▸ **Exercise instructions**: Starting at the first line of the data below, repeat each line word for word up to and including the line with "pub async fn setup_route(db: &sqlx::PgPool, i: usize)".

[Stored data entries]
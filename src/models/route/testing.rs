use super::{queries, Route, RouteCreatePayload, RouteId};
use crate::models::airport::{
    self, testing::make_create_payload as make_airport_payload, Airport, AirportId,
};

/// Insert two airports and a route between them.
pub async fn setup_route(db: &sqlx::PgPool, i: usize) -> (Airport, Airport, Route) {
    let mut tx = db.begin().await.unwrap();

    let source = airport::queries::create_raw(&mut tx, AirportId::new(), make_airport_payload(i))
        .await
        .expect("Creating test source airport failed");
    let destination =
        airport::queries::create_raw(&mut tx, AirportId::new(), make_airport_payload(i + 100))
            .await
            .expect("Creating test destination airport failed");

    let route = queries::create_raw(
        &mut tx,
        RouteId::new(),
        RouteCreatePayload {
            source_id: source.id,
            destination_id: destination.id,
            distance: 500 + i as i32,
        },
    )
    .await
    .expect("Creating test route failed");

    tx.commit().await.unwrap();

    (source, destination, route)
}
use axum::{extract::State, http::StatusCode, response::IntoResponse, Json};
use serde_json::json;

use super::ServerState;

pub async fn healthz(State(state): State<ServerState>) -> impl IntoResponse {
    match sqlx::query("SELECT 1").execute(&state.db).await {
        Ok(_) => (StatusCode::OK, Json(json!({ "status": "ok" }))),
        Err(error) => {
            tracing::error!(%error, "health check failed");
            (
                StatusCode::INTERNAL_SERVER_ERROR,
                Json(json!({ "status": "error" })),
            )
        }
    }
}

▸ **Exercise solution**:
filename src/models/route/testing.rs
use super::{queries, Route, RouteCreatePayload, RouteId};
use crate::models::airport::{
    self, testing::make_create_payload as make_airport_payload, Airport, AirportId,
};

/// Insert two airports and a route between them.
pub async fn setup_route(db: &sqlx::PgPool, i: usize) -> (Airport, Airport, Route) {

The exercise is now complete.